Proper workflow to read local parquet file and use it on remote worker?

Hello, Ray community

I’m new to datasets, so maybe I just didn’t have some basic idea.

I’m trying to load parquet file from the local disk and use this data on remote worker in task, as it is described in docs.
Ray version is 2.2.0.

Here is the code I’m using:

import ray
ray.init("ray://REMOTE_IP:10001") 
ray.data.read_parquet("local://file.parquet")

But suddenly I get this error:

The local scheme paths local://file.parquet are not supported in Ray Client.

What am I doing wrong? Thanks in advance for any advice!

My goal is to load LARGE (larger then memory) parquet file from local disk and use it on remote node.

Hi @skabbit , thanks for your interest and moving the discussion onto Discourse!
Have you tried removing the local:// portion from the path? I was able to read a dummy parquet file that I have on my local disk after connecting to a Ray cluster that I started locally:

import ray
ray.init("ray://127.0.0.1:10001")
ds = ray.data.read_parquet("test.parquet")
ds
>>> Dataset(num_blocks=1, num_rows=5, schema={col1: int64, col2: string})

Let me know if the above doesn’t match your intended use case. Thanks!

Well, local:// works well with the local Ray cluster, but it doesn’t work with the remote Ray cluster as I mentioned above.

Here is the description of my case:

  • I need to run task on remote cluster (this is a requirement);
  • I need to use large (larger then available memory) parquet file as training data;
  • This file is located on my local machine, but it must be used on remote node.

If I use file path without local:// ray worker just throw a error:
FileNotFoundError: ./file.parquet
And this is expected, because this file doesn’t exists on the cluster, and this is mentioned in docs as well:
If the file exists only on the local node and you run this read operation in distributed cluster, this will fail as it cannot access the file from remote node.

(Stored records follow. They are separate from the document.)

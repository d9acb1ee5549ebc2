//! 文本分块器
//!
//! 将纯文本切分为不超过最大字符数的有序块，每块对应一次 TTS 请求。
//! 优先在段落边界切分，段落过长时再按行和句子切分。

/// 默认单块最大字符数（API 单次请求上限 4096，留出余量）
pub const DEFAULT_MAX_CHUNK_CHARS: usize = 4000;

/// 段落分隔符
const PARAGRAPH_SEPARATOR: &str = "\n\n";

/// 句子边界：句号后跟空格，句号保留在句子内
const SENTENCE_BOUNDARY: &str = ". ";

/// 分块配置
#[derive(Debug, Clone)]
pub struct ChunkConfig {
    /// 单块最大字符数（按 Unicode 标量计）
    pub max_chars: usize,
}

impl Default for ChunkConfig {
    fn default() -> Self {
        Self {
            max_chars: DEFAULT_MAX_CHUNK_CHARS,
        }
    }
}

#[inline]
fn char_len(s: &str) -> usize {
    s.chars().count()
}

/// 累积缓冲区，放不下时把当前内容作为一个完整块输出
struct ChunkBuffer {
    max_chars: usize,
    current: String,
    current_len: usize,
    chunks: Vec<String>,
}

impl ChunkBuffer {
    fn new(max_chars: usize) -> Self {
        Self {
            max_chars,
            current: String::new(),
            current_len: 0,
            chunks: Vec::new(),
        }
    }

    /// 追加一个片段；`separator` 仅在缓冲区非空时插入
    fn push(&mut self, piece: &str, separator: &str) {
        let piece = piece.trim();
        if piece.is_empty() {
            return;
        }
        let piece_len = char_len(piece);

        if self.current_len == 0 {
            self.current.push_str(piece);
            self.current_len = piece_len;
            return;
        }

        let separator_len = char_len(separator);
        if self.current_len + separator_len + piece_len <= self.max_chars {
            self.current.push_str(separator);
            self.current.push_str(piece);
            self.current_len += separator_len + piece_len;
        } else {
            self.flush();
            self.current.push_str(piece);
            self.current_len = piece_len;
        }
    }

    fn flush(&mut self) {
        let trimmed = self.current.trim();
        if !trimmed.is_empty() {
            self.chunks.push(trimmed.to_string());
        }
        self.current.clear();
        self.current_len = 0;
    }

    fn finish(mut self) -> Vec<String> {
        self.flush();
        self.chunks
    }
}

/// 将超长段落拆成句子单元，并给出每个单元与前文之间的分隔符
///
/// 行首单元用换行连接，同一行内的句子用空格连接，段落首个单元用段落分隔符。
/// 单个句子即使超长也不再拆分。
fn sentence_units(paragraph: &str) -> Vec<(&str, &'static str)> {
    let mut units = Vec::new();
    let mut first_in_paragraph = true;

    for line in paragraph.lines() {
        let mut first_in_line = true;
        for sentence in line.split_inclusive(SENTENCE_BOUNDARY) {
            if sentence.trim().is_empty() {
                continue;
            }
            let separator = if first_in_paragraph {
                PARAGRAPH_SEPARATOR
            } else if first_in_line {
                "\n"
            } else {
                " "
            };
            units.push((sentence, separator));
            first_in_paragraph = false;
            first_in_line = false;
        }
    }

    units
}

/// 对文本进行分块
///
/// 分块策略：
/// 1. 总长度不超过上限时原样返回单块
/// 2. 按段落（`\n\n`）累积，放不下时输出当前块
/// 3. 单个段落超长时按行和句子（`". "`）累积
/// 4. 单个句子超长时整句作为一块输出（唯一允许超过上限的情况）
pub fn chunk_text(text: &str, config: &ChunkConfig) -> Vec<String> {
    let max_chars = config.max_chars.max(1);

    if char_len(text) <= max_chars {
        return vec![text.to_string()];
    }

    let mut buffer = ChunkBuffer::new(max_chars);

    for paragraph in text.split(PARAGRAPH_SEPARATOR) {
        if char_len(paragraph) > max_chars {
            for (sentence, separator) in sentence_units(paragraph) {
                buffer.push(sentence, separator);
            }
        } else {
            buffer.push(paragraph, PARAGRAPH_SEPARATOR);
        }
    }

    buffer.finish()
}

Could you try running your script/code on the head node?

Yes, it doesn’t matter - head or worker.
Any remote instance causes this error.

(btw, not related this issue, here is the doc for running ray jobs on remote clusters: Ray Jobs Overview — Ray 2.2.0)

That’s not expected: when running on head node, there is no Ray Client involved and there should be not such error related to Ray Client.

How did you run it on Head node? Note using Ray Jobs is a recommended way and it avoids Ray Client.

That’s the thing - as you may notice I don’t use any job submitting and getting this error just by running 3 lines of code:

import ray
ray.init("ray://REMOTE_IP:10001") 
ray.data.read_parquet("local://file.parquet")

This is exactly why it failed: running these 3 lines of code will be using Ray Client (not Head node), and local:// scheme is not supported for Ray Client.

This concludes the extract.